Long-Term Incentive Plan” shall mean the Yum China Holdings, Inc. Long-Term Incentive Plan, as may be amended from time to time, or any successor program or plan.

Monthly Base Salary” shall mean Participant’s monthly base salary at the rate in effect prior to any reduction for purposes of Good Reason, or on the date of a Qualifying Termination, whichever is higher; provided, however, that such rate shall in no event be less than the highest rate in effect for Participant at any time following the Effective Date and prior to the termination of the Plan in accordance with Section 6(l). For the avoidance of doubt, Monthly Base Salary shall include base salary received by the Participant from the Company and all of its Affiliates.

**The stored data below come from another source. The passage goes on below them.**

mod display;

use anyhow::{Context, Result};
use clap::{ArgAction, Parser, ValueEnum};
use dockerfile_linter_core::config::{self, OutputFormat};
use dockerfile_linter_core::linter::{self, LintOptions};
use dockerfile_linter_core::recipe::parser::DockerfileParser;
use dockerfile_linter_core::LintError;
use std::path::{Path, PathBuf};
use std::process::ExitCode;
use tracing_subscriber::{layer::SubscriberExt, util::SubscriberInitExt, EnvFilter};

#[derive(Parser)]
#[command(
    name = "dockerfile-linter",
    version,
    about = "Dockerfile Linter",
    long_about = "Check a Dockerfile for base image hygiene, a non-root USER and chained RUN commands.\n\nChecks: 'Base Image Check', 'Non-Root User Check', 'Optimized RUN Check'."
)]
struct Cli {
    /// Path to the Dockerfile to analyze
    dockerfile: PathBuf,

    /// Output format [default: text]
    #[arg(long, value_enum)]
    output: Option<OutputArg>,

    /// List of checks to ignore (e.g., 'Base Image Check')
    #[arg(long, num_args = 1.., value_name = "NAME")]
    ignore: Vec<String>,

    /// Config file (defaults to .dockerfile-linter.toml beside the Dockerfile or in the current directory)
    #[arg(long)]
    config: Option<PathBuf>,

    /// Increase log verbosity (-v debug, -vv trace)
    #[arg(short, long, action = ArgAction::Count)]
    verbose: u8,
}

#[derive(Clone, Copy, ValueEnum)]
enum OutputArg {
    Text,
    Json,
}

impl From<OutputArg> for OutputFormat {
    fn from(arg: OutputArg) -> Self {
        match arg {
            OutputArg::Text => OutputFormat::Text,
            OutputArg::Json => OutputFormat::Json,
        }
    }
}

fn main() -> ExitCode {
    let cli = Cli::parse();
    init_logging(cli.verbose);

    match run(&cli) {
        Ok(()) => ExitCode::SUCCESS,
        Err(err) => {
            print_failure(&cli.dockerfile, &err);
            ExitCode::FAILURE
        }
    }
}

fn init_logging(verbose: u8) {
    let default_level = match verbose {
        0 => "warn",
        1 => "debug",
        _ => "trace",
    };
    let filter = EnvFilter::try_from_default_env().unwrap_or_else(|_| EnvFilter::new(default_level));

    tracing_subscriber::registry()
        .with(filter)
        .with(
            tracing_subscriber::fmt::layer()
                .with_writer(std::io::stderr)
                .with_target(false),
        )
        .init();
}

fn run(cli: &Cli) -> Result<()> {
    // Parse before anything else so a missing Dockerfile is always the
    // reported failure.
    let recipe = DockerfileParser::parse_file(&cli.dockerfile)?;

    let cwd = std::env::current_dir().context("Failed to determine current directory")?;
    let config = config::resolve_config(cli.config.as_deref(), &cli.dockerfile, &cwd)?
        .merge_cli(cli.output.map(Into::into), &cli.ignore);

    let options = LintOptions::new(config.ignore.clone());
    let report = linter::lint(&recipe, &options);

    match config.output_format() {
        OutputFormat::Json => {
            let json = report.to_json().context("Failed to serialize report")?;
            println!("{}", json);
        }
        OutputFormat::Text => display::print_report(&report),
    }

    Ok(())
}

fn print_failure(dockerfile: &Path, err: &anyhow::Error) {
    let not_found = err
        .downcast_ref::<LintError>()
        .is_some_and(LintError::is_not_found);

    if not_found {
        println!("Error: Dockerfile not found at '{}'", dockerfile.display());
    } else {
        println!("An unexpected error occurred: {:#}", err);
    }
}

Participant” shall mean any employee of the Company (or one of its Affiliates) selected by the Committee in accordance with Section 2 who has entered into a Participation and Restrictive Covenant Agreement and otherwise meets the requirements of Section 2.

Participation and Restrictive Covenant Agreement” shall mean the written agreement evidencing participation under this Plan and the restrictive covenants being agreed to as a condition to participate in this Plan between the Company and the applicable employee.

Person” shall have the meaning ascribed to such term in Section 3(a)(9) of the Exchange Act and used in Sections 13(d) and 14(d) thereof, including a “group” as defined in Section 13(d)(3).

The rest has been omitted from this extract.